**GOAL OF THE EXERCISE:**
Every record must be copied out exactly.

━━━ INPUT DATA ━━━

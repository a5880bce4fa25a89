//! Append-only, deduplicated sequence of items in display order.

use std::collections::HashMap;

use tracing::warn;

use crate::models::Item;

/// Outcome of appending a page of items.
#[derive(Debug, Clone, Default, PartialEq)]
pub struct AppendReport {
    pub accepted: usize,
    /// Hashes dropped because an earlier occurrence already exists.
    pub duplicates: Vec<String>,
}

#[derive(Debug, Default)]
pub struct ItemSequence {
    items: Vec<Item>,
    positions: HashMap<String, usize>,
}

impl ItemSequence {
    pub fn new() -> Self {
        Self::default()
    }

    /// Appends items in order, dropping any whose hash is already known.
    pub fn append(&mut self, items: impl IntoIterator<Item = Item>) -> AppendReport {
        let mut report = AppendReport::default();
        for item in items {
            if self.positions.contains_key(&item.hash) {
                warn!(hash = %item.hash, "Dropping duplicate item");
                report.duplicates.push(item.hash);
                continue;
            }
            self.positions.insert(item.hash.clone(), self.items.len());
            self.items.push(item);
            report.accepted += 1;
        }
        report
    }

    /// Removes an item by hash. Positions after it shift down by one.
    pub fn remove(&mut self, hash: &str) -> Option<Item> {
        let index = self.positions.remove(hash)?;
        let removed = self.items.remove(index);
        for item in &self.items[index..] {
            if let Some(position) = self.positions.get_mut(&item.hash) {
                *position -= 1;
            }
        }
        Some(removed)
    }

    pub fn clear(&mut self) {
        self.items.clear();
        self.positions.clear();
    }

    pub fn get(&self, hash: &str) -> Option<&Item> {
        self.positions.get(hash).map(|&index| &self.items[index])
    }

    pub fn contains(&self, hash: &str) -> bool {
        self.positions.contains_key(hash)
    }

    pub fn as_slice(&self) -> &[Item] {
        &self.items
    }

    pub fn len(&self) -> usize {
        self.items.len()
    }

    pub fn is_empty(&self) -> bool {
        self.items.is_empty()
    }
}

━━━

**TASK OUTPUT:**
repository a5880bce4fa25a89
//! Append-only, deduplicated sequence of items in display order.

use std::collections::HashMap;

use tracing::warn;

use crate::models::Item;

/// Outcome of appending a page of items.
#[derive(Debug, Clone, Default, PartialEq)]
pub struct AppendReport {
    pub accepted: usize,
    /// Hashes dropped because an earlier occurrence already exists.
    pub duplicates: Vec<String>,
}

#[derive(Debug, Default)]
pub struct ItemSequence {
    items: Vec<Item>,
    positions: HashMap<String, usize>,
}

impl ItemSequence {
    pub fn new() -> Self {
        Self::default()
    }

    /// Appends items in order, dropping any whose hash is already known.
    pub fn append(&mut self, items: impl IntoIterator<Item = Item>) -> AppendReport {
        let mut report = AppendReport::default();
        for item in items {
            if self.positions.contains_key(&item.hash) {
                warn!(hash = %item.hash, "Dropping duplicate item");
                report.duplicates.push(item.hash);
                continue;
            }
            self.positions.insert(item.hash.clone(), self.items.len());
            self.items.push(item);
            report.accepted += 1;
        }
        report
    }

    /// Removes an item by hash. Positions after it shift down by one.
    pub fn remove(&mut self, hash: &str) -> Option<Item> {
        let index = self.positions.remove(hash)?;
        let removed = self.items.remove(index);
        for item in &self.items[index..] {
            if let Some(position) = self.positions.get_mut(&item.hash) {
                *position -= 1;
            }
        }
        Some(removed)
    }

    pub fn clear(&mut self) {
        self.items.clear();
        self.positions.clear();
    }

    pub fn get(&self, hash: &str) -> Option<&Item> {
        self.positions.get(hash).map(|&index| &self.items[index])
    }

    pub fn contains(&self, hash: &str) -> bool {
        self.positions.contains_key(hash)
    }

    pub fn as_slice(&self) -> &[Item] {
        &self.items
    }

    pub fn len(&self) -> usize {
        self.items.len()
    }

    pub fn is_empty(&self) -> bool {
        self.items.is_empty()
    }
}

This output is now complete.